Le rock maudit dans Silver Coin
Perdre son âme dans la musique dans Silver Coin

Les séries anthologiques sont une particularité de l’horreur. Nous vous avions déjà parlé d’Ice Cream Man également publié par Huginn & Muninn. On retrouve également une technique narrative bien connue dans le cinéma : le MacGuffin détaillé par Alfred Hitchcock où un objet est un prétexte au développement d’une histoire. Dans Silver Coin, il s’agit d’une mystérieuse pièce d’argent transmise de main en main au cours des siècles.

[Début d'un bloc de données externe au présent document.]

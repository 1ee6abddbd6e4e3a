use std::time::Duration;

use axum::extract::DefaultBodyLimit;
use axum::routing::{get, post};
use axum::Router;
use tower_http::limit::RequestBodyLimitLayer;
use tower_http::timeout::TimeoutLayer;
use tower_http::trace::{DefaultMakeSpan, DefaultOnResponse, TraceLayer};
use tracing::Level;

use super::handlers::{documents, health, metrics, query, snapshot, stats};
use super::middleware;
use super::AppState;

/// Builds the axum router with all routes, middleware, and shared state.
pub fn build_router(state: AppState) -> Router {
    let timeout = Duration::from_secs(state.config.server.request_timeout_secs);
    let body_limit = state.config.server.max_request_body_mb * 1024 * 1024;

    Router::new()
        .route("/healthz", get(health::health_check))
        .route("/metrics", get(metrics::metrics_handler))
        .route("/v1/documents", post(documents::feed_document))
        .route("/v1/query", post(query::query_index))
        .route("/v1/snapshot", post(snapshot::trigger_snapshot))
        .route("/v1/stats", get(stats::index_stats))
        .layer(axum::middleware::from_fn(middleware::http_metrics))
        .layer(TimeoutLayer::new(timeout))
        .layer(DefaultBodyLimit::max(body_limit))
        .layer(RequestBodyLimitLayer::new(body_limit))
        .layer(
            TraceLayer::new_for_http()
                .make_span_with(DefaultMakeSpan::new().level(Level::INFO))
                .on_response(DefaultOnResponse::new().level(Level::INFO)),
        )
        .layer(axum::middleware::from_fn(middleware::request_id))
        .with_state(state)
}
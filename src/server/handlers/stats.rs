use axum::extract::State;
use axum::Json;
use serde::Serialize;

use crate::server::AppState;

#[derive(Debug, Serialize)]
pub struct IndexStatsResponse {
    /// Published postings in the index.
    pub posting_count: u64,
    /// Tracked (term, doc) deadline pairs.
    pub expire_table_size: usize,
    /// Edits published since process start.
    pub updates_applied: u64,
    /// Postings evicted by expiration since process start.
    pub updates_expired: u64,
    /// Jobs waiting in the update queue.
    pub queue_depth: usize,
}

/// Observable engine counters.
pub async fn index_stats(State(state): State<AppState>) -> Json<IndexStatsResponse> {
    Json(IndexStatsResponse {
        posting_count: state.manager.posting_count(),
        expire_table_size: state.manager.expire_table_size(),
        updates_applied: state.manager.updates_applied(),
        updates_expired: state.manager.updates_expired(),
        queue_depth: state.pipeline.queue_depth(),
    })
}
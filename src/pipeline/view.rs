//! Thin ingestion façade: resolves deadlines and enqueues update jobs.

use std::sync::Arc;

use crate::error::{MayflyError, Result};
use crate::pipeline::{UpdateJob, UpdatePipeline};
use crate::types::{unix_now, DocumentDescriptor, EventTuple};

/// Front door for ingestion handlers.
pub struct IndexView {
    pipeline: Arc<UpdatePipeline>,
    default_ttl_secs: i64,
    max_ttl_secs: i64,
}

impl IndexView {
    #[must_use]
    pub fn new(pipeline: Arc<UpdatePipeline>, default_ttl_secs: i64, max_ttl_secs: i64) -> Self {
        Self {
            pipeline,
            default_ttl_secs,
            max_ttl_secs,
        }
    }

    /// Validate a document, resolve its absolute deadline from `now + ttl`,
    /// and enqueue one job carrying every (term, doc) tuple.
    ///
    /// Returns the number of tuples enqueued.
    pub fn feed(&self, doc: &DocumentDescriptor) -> Result<usize> {
        if doc.features.is_empty() {
            return Err(MayflyError::Validation(
                "document has no features".into(),
            ));
        }
        for feature in &doc.features {
            if !feature.weight.is_finite() || feature.weight < 0.0 {
                return Err(MayflyError::Validation(format!(
                    "non-finite or negative weight for term {}",
                    feature.term_id
                )));
            }
        }
        let ttl = match doc.ttl_seconds {
            Some(ttl) if ttl < 0 => {
                return Err(MayflyError::Validation("negative ttl".into()));
            }
            Some(ttl) => ttl.min(self.max_ttl_secs),
            None => self.default_ttl_secs,
        };

        let expire_time = unix_now() + ttl;
        let tuples: Vec<EventTuple> = doc
            .features
            .iter()
            .map(|feature| EventTuple {
                doc_id: doc.doc_id,
                term_id: feature.term_id,
                weight: feature.weight,
                expire_time,
            })
            .collect();
        let count = tuples.len();
        self.pipeline.enqueue(UpdateJob { tuples })?;
        Ok(count)
    }

    /// Jobs currently waiting in the update queue.
    #[must_use]
    pub fn queue_depth(&self) -> usize {
        self.pipeline.queue_depth()
    }
}
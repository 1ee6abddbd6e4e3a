use std::sync::Arc;
use std::time::Duration;

use tokio::net::TcpListener;
use tracing_subscriber::EnvFilter;

use mayfly::config::Config;
use mayfly::index::IndexManager;
use mayfly::pipeline::{IndexView, UpdatePipeline};
use mayfly::query::QueryExecutor;
use mayfly::ranking::Ranker;
use mayfly::server::routes::build_router;
use mayfly::server::AppState;

#[tokio::main]
async fn main() -> Result<(), Box<dyn std::error::Error>> {
    // Load .env
    let _ = dotenvy::dotenv();

    // Load config first (needed for logging setup); an optional path comes
    // from the command line.
    let config_path = std::env::args().nth(1);
    let config = Config::load(config_path.as_deref())?;

    // Initialize tracing from LoggingConfig
    let filter = EnvFilter::try_from_default_env()
        .unwrap_or_else(|_| EnvFilter::new(&config.logging.level));

    match config.logging.format.as_str() {
        "json" => {
            tracing_subscriber::fmt()
                .json()
                .with_env_filter(filter)
                .init();
        }
        _ => {
            tracing_subscriber::fmt()
                .with_env_filter(filter)
                .init();
        }
    }

    tracing::info!("mayfly starting");

    tracing::info!(
        host = %config.server.host,
        port = config.server.port,
        initial_buckets = config.index.initial_buckets,
        max_size = config.index.max_size,
        apply_interval_secs = config.index.apply_interval_secs,
        update_thread_num = config.pipeline.update_thread_num,
        update_queue_size = config.pipeline.update_queue_size,
        ranking_model = %config.ranking.model,
        "configuration loaded"
    );

    // Initialize metrics
    mayfly::metrics::init();

    // Build the index manager, restoring from the snapshot when configured.
    let manager = if config.index.restore_on_startup {
        tracing::info!(prefix = %config.index.snapshot_prefix, "restoring index from snapshot");
        Arc::new(IndexManager::with_restore(
            config.index.initial_buckets,
            config.index.max_size,
            &config.index.snapshot_prefix,
        ))
    } else {
        Arc::new(IndexManager::new(
            config.index.initial_buckets,
            config.index.max_size,
        ))
    };

    manager.start_maintain(
        Duration::from_secs(config.index.apply_interval_secs),
        Duration::from_secs(config.index.compaction_interval_secs),
    );

    // Update pipeline and ingestion view
    let pipeline = Arc::new(UpdatePipeline::start(
        manager.index(),
        config.pipeline.update_thread_num,
        config.pipeline.update_queue_size,
    ));
    let view = Arc::new(IndexView::new(
        pipeline.clone(),
        config.pipeline.default_ttl_secs,
        config.pipeline.max_ttl_secs,
    ));

    // Query executor with the configured ranking model
    let ranker = Ranker::from_config(&config.ranking)?;
    let executor = Arc::new(QueryExecutor::new(manager.index(), ranker));

    // Build application state
    let state = AppState {
        manager: manager.clone(),
        pipeline: pipeline.clone(),
        view,
        executor,
        config: Arc::new(config.clone()),
    };

    // Build router
    let app = build_router(state);

    // Bind and serve
    let addr = format!("{}:{}", config.server.host, config.server.port);
    tracing::info!(addr = %addr, "listening");

    let listener = TcpListener::bind(&addr).await?;

    let shutdown_signal = async {
        let ctrl_c = tokio::signal::ctrl_c();
        #[cfg(unix)]
        let terminate = async {
            tokio::signal::unix::signal(tokio::signal::unix::SignalKind::terminate())
                .expect("failed to install signal handler")
                .recv()
                .await;
        };
        #[cfg(not(unix))]
        let terminate = std::future::pending::<()>();
        tokio::select! {
            _ = ctrl_c => tracing::info!("received SIGINT"),
            _ = terminate => tracing::info!("received SIGTERM"),
        }
    };

    axum::serve(listener, app)
        .with_graceful_shutdown(shutdown_signal)
        .await?;

    tracing::info!("server stopped, shutting down background tasks");

    // Drain in-flight updates, stop the schedule, then publish what the
    // workers drained so a final dump sees it.
    pipeline.stop().await;
    manager.stop_maintain().await;
    let (applied, expired) = manager.apply_now();
    tracing::info!(applied, expired, "final apply complete");

    if config.index.dump_on_exit {
        tracing::info!(prefix = %config.index.snapshot_prefix, "dumping index snapshot");
        if let Err(e) = manager.dump(&config.index.snapshot_prefix) {
            tracing::error!(error = %e, "snapshot dump failed");
        }
    }

    tracing::info!("mayfly shutdown complete");
    Ok(())
}
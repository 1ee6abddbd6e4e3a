/// HTTP request handlers for all API endpoints.
pub mod handlers;
/// Custom middleware (request IDs, HTTP metrics).
pub mod middleware;
/// Axum router construction and route definitions.
pub mod routes;

use std::sync::Arc;

use crate::config::Config;
use crate::index::IndexManager;
use crate::pipeline::{IndexView, UpdatePipeline};
use crate::query::QueryExecutor;

/// Shared application state injected into all handlers via axum's State
/// extractor.
#[derive(Clone)]
pub struct AppState {
    /// Owns the event index and its maintenance task.
    pub manager: Arc<IndexManager>,
    /// Bounded update queue and workers.
    pub pipeline: Arc<UpdatePipeline>,
    /// Ingestion façade used by the document handler.
    pub view: Arc<IndexView>,
    /// Ranked-retrieval executor used by the query handler.
    pub executor: Arc<QueryExecutor>,
    /// Global server and index configuration.
    pub config: Arc<Config>,
}
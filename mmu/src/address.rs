use crate::FRAME_SIZE;

pub const OFFSET_BITS: u32 = 8;
pub const OFFSET_MASK: u32 = (1 << OFFSET_BITS) - 1;
/// Logical addresses are 16 bits wide; anything above is dropped.
pub const ADDRESS_MASK: u32 = 0xffff;

/// Splits a logical address into `(page, offset)`.
pub fn decompose(address: u32) -> (usize, usize) {
    let address = address & ADDRESS_MASK;
    let page = address >> OFFSET_BITS;
    let offset = address & OFFSET_MASK;
    (page as usize, offset as usize)
}

pub fn compose(frame: usize, offset: usize) -> u32 {
    (frame * FRAME_SIZE + offset) as u32
}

Au fil des cinq nouvelles horrifiques, le lecteur voyage donc dans le temps et dans l’espace. On passe d’un passé reculé au futur le plus lointain sans ordre chronologique. La première nouvelle se déroule au début des années 1970, quand le disco ringardise le rock. Un guitariste habité par la passion de la musique enrage d’être mis de côté par cette musique sans âme. Par hasard, il trouve une pièce et l’utilise comme médiator. Sa musique prend alors une ampleur nouvelle. La deuxième se passe dans les années 1990 où une jeune ado fan d’horreur se retrouve dans un camp de vacances. Dans Râle d’agonie, trois cambrioleurs dans les années 1980 auraient mieux faire de choisir une autre maison. Comme son titre l’indique, 2467 mélange la dystopie et le gore. Silver Coin nous voyage également dans l’espace entre les petites villes, une colonie de vacances. Cependant, derrière ces changements, on trouve à plusieurs reprises une maison où la dernière nouvelle apportera une réponse sur l’origine de ce mal.

Silver Coin retrouve les codes de l’horreur. La pièce n’est pas juste un objet mais un œil qui se nourrit du sang de son propriétaire. La posséder impose une contrepartie systématiquement dramatique. Comme dans Blue in Green, un musicien signe un pacte pour obtenir la gloire. Dans les bois, des jeunes se racontent des histoires pour se faire peur.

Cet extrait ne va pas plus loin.